期刊:IEEE Transactions on Instrumentation and Measurement [Institute of Electrical and Electronics Engineers] 日期:2023-01-01卷期号:72: 1-17被引量:2
标识
DOI:10.1109/tim.2023.3312472
摘要
Accurate detection of Obstructive Sleep Apnea (OSA) with a single-lead electrocardiogram (ECG) signal is highly desirable for timely treating of OSA patients. However, due to the variance of apneas in appearance and size in ECG signals, it is still a very challenging task to obtain an accurate OSA apnea detection. To address this problem, this paper presents a time frequency information fusion based CNN-Transformer model (TFFormer) for OSA detection with Single-lead ECG. In which, a module consisting of a deep residual shrinkage module, a multi-scale convolutional attention module (MSCA), and a multi-layer convolution module is developed for time-frequency feature extraction. The purpose of this operation is to extract rich features from a short length of ECG signal sequences with a low computation cost. For time-frequency information fusion, to reduce its computation cost, a gated self-attention based adaptive pruning time-frequency information fusion module is developed to prune the redundant tokens.

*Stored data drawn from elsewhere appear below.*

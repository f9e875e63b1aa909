//! Package content: version lists and artifact downloads

use axum::Router;
use axum::extract::{Path, State};
use axum::http::header;
use axum::response::{IntoResponse, Json, Response};
use axum::routing::get;

use crate::content::ArtifactKind;
use crate::error::{FeedError, FeedResult};
use crate::feed::{Feed, parse_key};
use crate::id::PackageId;
use crate::protocol::PackageVersions;

/// Router for package content
pub(super) fn router() -> Router<Feed> {
    Router::new()
        .route("/v3/package/{id}/index.json", get(list_versions))
        .route("/v3/package/{id}/{version}/{file}", get(get_artifact))
}

/// List the versions of a package
async fn list_versions(
    State(feed): State<Feed>,
    Path(id): Path<String>,
) -> FeedResult<Json<PackageVersions>> {
    let id = PackageId::new(&id)?;
    Ok(Json(feed.package_versions(&id).await?))
}

/// Which artifact a file name in a content URL asks for.
fn artifact(id: &str, version: &str, file: &str) -> Option<ArtifactKind> {
    let file = file.to_ascii_lowercase();
    let (id, version) = (id.to_ascii_lowercase(), version.to_ascii_lowercase());
    match file.as_str() {
        "readme" => Some(ArtifactKind::Readme),
        "icon" => Some(ArtifactKind::Icon),
        "license" => Some(ArtifactKind::License),
        name if name == format!("{id}.{version}.nupkg") => Some(ArtifactKind::Package),
        name if name == format!("{id}.nuspec") => Some(ArtifactKind::Manifest),
        _ => None,
    }
}

/// Download a package, its manifest or an embedded file
async fn get_artifact(
    State(feed): State<Feed>,
    Path((id, version, file)): Path<(String, String, String)>,
) -> FeedResult<Response> {
    let kind = artifact(&id, &version, &file)
        .ok_or_else(|| FeedError::NotFound(format!("{id}/{version}/{file}")))?;
    let (id, version) = parse_key(&id, &version)?;

    let data = feed.download(&id, &version, kind).await?;
    Ok(([(header::CONTENT_TYPE, kind.content_type())], data).into_response())
}

#[cfg(test)]
mod tests {
    use super::*;

    #[test]
    fn file_names_select_artifacts() {
        assert_eq!(
            artifact("Demo", "1.0.0", "demo.1.0.0.nupkg"),
            Some(ArtifactKind::Package)
        );
        assert_eq!(artifact("demo", "1.0.0", "DEMO.nuspec"), Some(ArtifactKind::Manifest));
        assert_eq!(artifact("demo", "1.0.0", "readme"), Some(ArtifactKind::Readme));
        assert_eq!(artifact("demo", "1.0.0", "other.1.0.0.nupkg"), None);
        assert_eq!(artifact("demo", "1.0.0", "demo.2.0.0.nupkg"), None);
    }
}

With the attention based adaptive pruning time-frequency information fusion module(APTFFA), the TFFormer is constructed for data parallel processing and long-distance modeling. Compared with the best model in the comparative method, the accuracy of the proposed method was improved by 0.18% in the segmented case, and the mean absolute error was reduced by 0.25 per-recorded case, which demonstrates that the TFFormer model has better OSA detection performance and could provide a convenient and accurate solution for clinical OSA detection.